All of which gives credence to a prediction made by Monica Gandhi, MD, MPH, an infectious disease expert and a professor at the University of California, San Francisco. She predicted in a Q&A with ICT® in October 2020—that’s right, October 2020—that the “old normal” will return by January 2022.
“I think we’ll be going to movies,” Gandhi told ICT®. “That people will be going to the theater. People will be going to sports events. Will hug each other. Will hang out. We’re going to get back to normal, but it’s going to take a year and a half. January 2022. It’s so hard to say. But I do think it’s going to take until January 2022. We need to get the community transmission down. We need to get a vaccine. We will vaccinate the whole populace and then it will stop because it can’t go anywhere because we have immunity and we will get there.”

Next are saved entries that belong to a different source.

//! Catalog service: book management and presigned links.

use std::collections::HashSet;
use std::sync::Arc;

use chrono::Utc;
use common::{BookId, Context, ImageId};
use futures_util::future::try_join_all;

use crate::error::{DomainError, Result, ResultExt};
use crate::ports::{BookRepository, IdGenerator, StorageClient};
use crate::validation::validate;

use super::book::Book;
use super::requests::{CreateBook, ImageRequest, SearchBooks, UpdateBook};
use super::responses::{BookResponse, PaginatedBooksResponse, PresignedUrlResponse};

/// Manages the book catalog.
pub struct Catalog {
    books: Arc<dyn BookRepository>,
    storage: Arc<dyn StorageClient>,
    ids: Arc<dyn IdGenerator>,
}

impl Catalog {
    pub fn new(
        books: Arc<dyn BookRepository>,
        storage: Arc<dyn StorageClient>,
        ids: Arc<dyn IdGenerator>,
    ) -> Self {
        Self {
            books,
            storage,
            ids,
        }
    }

    /// Lists books matching `search`, with presigned image links.
    #[tracing::instrument(skip(self, ctx))]
    pub async fn find_books(
        &self,
        ctx: &Context,
        search: SearchBooks,
    ) -> Result<PaginatedBooksResponse> {
        let page = self
            .books
            .find_by_query(ctx, &search.query(), search.page())
            .await
            .context("find books")?;

        let mut links = try_join_all(page.items.iter().map(|book| self.image_links(ctx, book)))
            .await?
            .into_iter();

        Ok(PaginatedBooksResponse::new(page.map(|book| {
            BookResponse::new(book, links.next().unwrap_or_default())
        })))
    }

    #[tracing::instrument(skip(self, ctx))]
    pub async fn find_book_by_id(&self, ctx: &Context, id: &BookId) -> Result<BookResponse> {
        let book = self.book(ctx, id).await?;
        self.respond(ctx, book).await
    }

    /// Loads a book entity. Other services use this to read the catalog.
    pub async fn book(&self, ctx: &Context, id: &BookId) -> Result<Book> {
        self.books
            .find_by_id(ctx, id)
            .await
            .with_context(|| format!("find book {id}"))
    }

    /// Presigns a GET URL for the book content.
    #[tracing::instrument(skip(self, ctx))]
    pub async fn get_book_content_url(&self, ctx: &Context, id: &BookId) -> Result<String> {
        let book = self.book(ctx, id).await?;
        self.storage
            .generate_get_presigned_url(ctx, &book.content_id)
            .await
            .with_context(|| format!("presign content of book {id}"))
    }

    #[tracing::instrument(skip(self, ctx, req), fields(title = %req.title))]
    pub async fn create_book(&self, ctx: &Context, req: CreateBook) -> Result<BookResponse> {
        require_admin(ctx)?;
        validate(&req)?;
        ensure_unique_images(&req.images)?;

        let now = Utc::now();
        let mut book = Book {
            id: BookId::new(self.ids.new_id()),
            title: req.title,
            description: req.description,
            author_name: req.author_name,
            price: req.price,
            release_date: req.release_date.unwrap_or(now),
            content_id: req.content_id,
            images: Vec::new(),
            created_at: now,
            updated_at: now,
        };
        book.set_images(image_pairs(req.images));

        self.books
            .create(ctx, &book)
            .await
            .with_context(|| format!("create book {}", book.id))?;
        tracing::info!(book_id = %book.id, "book created");

        let stored = self.book(ctx, &book.id).await?;
        self.respond(ctx, stored).await
    }

    #[tracing::instrument(skip(self, ctx, req), fields(book_id = %req.id))]
    pub async fn update_book(&self, ctx: &Context, req: UpdateBook) -> Result<()> {
        require_admin(ctx)?;
        validate(&req)?;
        if let Some(images) = &req.images {
            ensure_unique_images(images)?;
        }

        let mut book = self.book(ctx, &req.id).await?;

        overwrite_text(&mut book.title, req.title);
        overwrite_text(&mut book.description, req.description);
        overwrite_text(&mut book.author_name, req.author_name);
        overwrite_text(&mut book.content_id, req.content_id);
        if let Some(price) = req.price {
            book.price = price;
        }
        if let Some(release_date) = req.release_date {
            book.release_date = release_date;
        }
        if let Some(images) = req.images {
            book.set_images(image_pairs(images));
        }
        book.updated_at = Utc::now();

        self.books
            .update(ctx, &book)
            .await
            .with_context(|| format!("update book {}", book.id))
    }

    #[tracing::instrument(skip(self, ctx))]
    pub async fn delete_book(&self, ctx: &Context, id: &BookId) -> Result<()> {
        require_admin(ctx)?;

        self.books
            .delete(ctx, id)
            .await
            .with_context(|| format!("delete book {id}"))?;
        tracing::info!(book_id = %id, "book deleted");
        Ok(())
    }

    /// Allocates an object key and presigns an upload to it.
    #[tracing::instrument(skip(self, ctx))]
    pub async fn generate_put_presigned_url(&self, ctx: &Context) -> Result<PresignedUrlResponse> {
        let id = self.ids.new_id();
        let url = self
            .storage
            .generate_put_presigned_url(ctx, &id)
            .await
            .with_context(|| format!("presign upload {id}"))?;
        Ok(PresignedUrlResponse { id, url })
    }

    async fn respond(&self, ctx: &Context, book: Book) -> Result<BookResponse> {
        let links = self.image_links(ctx, &book).await?;
        Ok(BookResponse::new(book, links))
    }

    async fn image_links(&self, ctx: &Context, book: &Book) -> Result<Vec<String>> {
        try_join_all(book.images.iter().map(|image| async move {
            self.storage
                .generate_get_presigned_url(ctx, image.id.as_str())
                .await
                .with_context(|| format!("presign image {}", image.id))
        }))
        .await
    }
}

fn require_admin(ctx: &Context) -> Result<()> {
    if ctx.is_admin() {
        Ok(())
    } else {
        Err(DomainError::Forbidden {
            resource: "catalog",
        })
    }
}

fn overwrite_text(target: &mut String, value: Option<String>) {
    if let Some(value) = value.filter(|v| !v.trim().is_empty()) {
        *target = value;
    }
}

/// Image IDs are keys within a book, so a request may name each only once.
fn ensure_unique_images(images: &[ImageRequest]) -> Result<()> {
    let mut seen = HashSet::new();
    let details: Vec<String> = images
        .iter()
        .enumerate()
        .filter(|(_, image)| !seen.insert(image.id.as_str()))
        .map(|(index, _)| format!("images[{index}].id: unique"))
        .collect();
    if details.is_empty() {
        Ok(())
    } else {
        Err(DomainError::validation("the request is not valid", details))
    }
}

fn image_pairs(images: Vec<ImageRequest>) -> impl Iterator<Item = (ImageId, String)> {
    images
        .into_iter()
        .map(|image| (ImageId::new(image.id), image.description))
}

A good portion of the public in the United States thinks that we’re already there, according to the Axios/Ipsos Coronavirus Index.
“A majority of Americans (55%) believe returning to their normal pre-coronavirus life right now is a small risk or no risk to their health,” according to the Index, a marked increase since the “Delta driven, late-August low of 40%.”
The stock market certainly agrees, according to Axios—it’s “exploding.”
“Stocks move for all types of reasons,” Axios reports. “But the declines reflect a shift that’s sticking: At-home workouts and remote learning are out. Travel and gyms are in.”
Ross Klein, a fund manager at Changebridge Capital, which is invested in gym chain Planet Fitness, told Axios that “Folks are saying, ‘Hey you know, I’m going back to the office two days a week, perhaps I should go back to my old gym routine.’”
Still, a word of caution.
Infection prevention and control expert Saskia v. Popescu, PhD, MPH, MA, CIC, a member of ICT®’s Editorial Advisory Board, wrote recently that “giving thought to this rather unknown holiday season—now is the time to have conversations with staff about what can increase or decrease risk of COVID-19 during the holidays. These are especially important as more are getting boosters but may not necessarily realize that doesn’t suddenly make them Superman.”